── MATERIAL SUPPLIED

//! In-memory store (for testing and dry runs)

use crate::backend::{PoolStore, PoolTransaction};
use crate::error::{Result, StoreError};
use pool_engine::roster::RosterOwner;
use pool_engine::{NewPayoutEvent, Owner, PayoutEvent, Pot, Team, TeamAbbr, WeekKey};
use std::collections::BTreeMap;
use std::sync::Arc;
use tokio::sync::{Mutex, OwnedMutexGuard};

/// Everything the in-memory store holds
#[derive(Debug, Clone, PartialEq)]
pub struct StoreContents {
    pub pot: Pot,
    pub teams: BTreeMap<TeamAbbr, Team>,
    pub owners: Vec<Owner>,
    pub events: Vec<PayoutEvent>,
    next_owner_id: i64,
    next_event_id: i64,
}

impl StoreContents {
    fn new(initial_pot: i64) -> Self {
        Self {
            pot: Pot::new(initial_pot),
            teams: BTreeMap::new(),
            owners: Vec::new(),
            events: Vec::new(),
            next_owner_id: 1,
            next_event_id: 1,
        }
    }

    pub fn owner(&self, owner_id: i64) -> Option<&Owner> {
        self.owners.iter().find(|o| o.id == owner_id)
    }
}

/// Store kept in process memory. Transactions hold the lock until they finish,
/// so runs against one store are serialized like row locks would serialize them.
#[derive(Debug, Clone)]
pub struct InMemoryStore {
    contents: Arc<Mutex<StoreContents>>,
    fail_credits: bool,
}

impl InMemoryStore {
    /// Create an empty store with the given starting pot
    pub fn new(initial_pot: i64) -> Self {
        Self { contents: Arc::new(Mutex::new(StoreContents::new(initial_pot))), fail_credits: false }
    }

    /// Make every owner credit fail, to exercise rollback
    pub fn with_credit_failure(mut self) -> Self {
        self.fail_credits = true;
        self
    }

    /// Copy of the committed state
    pub async fn snapshot(&self) -> StoreContents {
        self.contents.lock().await.clone()
    }
}

impl Default for InMemoryStore {
    fn default() -> Self {
        Self::new(10)
    }
}

#[async_trait::async_trait]
impl PoolStore for InMemoryStore {
    async fn begin(&self) -> Result<Box<dyn PoolTransaction>> {
        let guard = self.contents.clone().lock_owned().await;
        let working = guard.clone();
        Ok(Box::new(InMemoryTransaction { guard, working, fail_credits: self.fail_credits }))
    }

    fn backend_name(&self) -> &'static str {
        "memory"
    }
}

/// Works on a copy of the contents and swaps it in on commit
struct InMemoryTransaction {
    guard: OwnedMutexGuard<StoreContents>,
    working: StoreContents,
    fail_credits: bool,
}

#[async_trait::async_trait]
impl PoolTransaction for InMemoryTransaction {
    async fn load_pot(&mut self) -> Result<Pot> {
        Ok(self.working.pot)
    }

    async fn save_pot(&mut self, pot: &Pot) -> Result<()> {
        self.working.pot = *pot;
        Ok(())
    }

    async fn owners_for_season(&mut self, season_start_year: i32) -> Result<Vec<Owner>> {
        Ok(self
            .working
            .owners
            .iter()
            .filter(|o| o.season_start_year == season_start_year)
            .cloned()
            .collect())
    }

    async fn payout_events_for_week(&mut self, week: &WeekKey) -> Result<Vec<PayoutEvent>> {
        Ok(self.working.events.iter().filter(|e| e.week == *week).cloned().collect())
    }

    async fn all_payout_events(&mut self) -> Result<Vec<PayoutEvent>> {
        Ok(self.working.events.clone())
    }

    async fn insert_payout_event(&mut self, event: &NewPayoutEvent) -> Result<i64> {
        if !self.working.teams.contains_key(&event.team) {
            return Err(StoreError::not_found(format!("team {}", event.team)));
        }
        let id = self.working.next_event_id;
        self.working.next_event_id += 1;
        self.working.events.push(PayoutEvent {
            id,
            week: event.week,
            team: event.team.clone(),
            category: event.category,
            amount: event.amount,
        });
        Ok(id)
    }

    async fn credit_owner(&mut self, owner_id: i64, amount: i64) -> Result<()> {
        if self.fail_credits {
            return Err(StoreError::Injected(format!("credit of ${} to owner {}", amount, owner_id)));
        }
        let owner = self
            .working
            .owners
            .iter_mut()
            .find(|o| o.id == owner_id)
            .ok_or_else(|| StoreError::not_found(format!("owner {}", owner_id)))?;
        owner.winnings += amount;
        Ok(())
    }

    async fn delete_payout_events(&mut self, ids: &[i64]) -> Result<u64> {
        let before = self.working.events.len();
        self.working.events.retain(|e| !ids.contains(&e.id));
        Ok((before - self.working.events.len()) as u64)
    }

    async fn upsert_team(&mut self, team: &Team) -> Result<()> {
        self.working.teams.insert(team.abbreviation.clone(), team.clone());
        Ok(())
    }

    async fn insert_owner(&mut self, season_start_year: i32, owner: &RosterOwner) -> Result<i64> {
        if !self.working.teams.contains_key(&owner.team) {
            return Err(StoreError::not_found(format!("team {}", owner.team)));
        }
        if self
            .working
            .owners
            .iter()
            .any(|o| o.season_start_year == season_start_year && o.team == owner.team)
        {
            return Err(StoreError::conflict(format!(
                "team {} already has an owner in season {}",
                owner.team, season_start_year
            )));
        }
        let id = self.working.next_owner_id;
        self.working.next_owner_id += 1;
        self.working.owners.push(Owner {
            id,
            first_name: owner.first_name.clone(),
            last_name: owner.last_name.clone(),
            season_start_year,
            team: owner.team.clone(),
            winnings: 0,
        });
        Ok(id)
    }

    async fn commit(self: Box<Self>) -> Result<()> {
        let InMemoryTransaction { mut guard, working, .. } = *self;
        *guard = working;
        Ok(())
    }

    async fn rollback(self: Box<Self>) -> Result<()> {
        Ok(())
    }
}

────

(WHAT YOU HAVE TO DO)
Note how many lines in the data above have the string "NewPayoutEvent" in them, and give that number by itself.

(COMPLETED EXERCISE)
2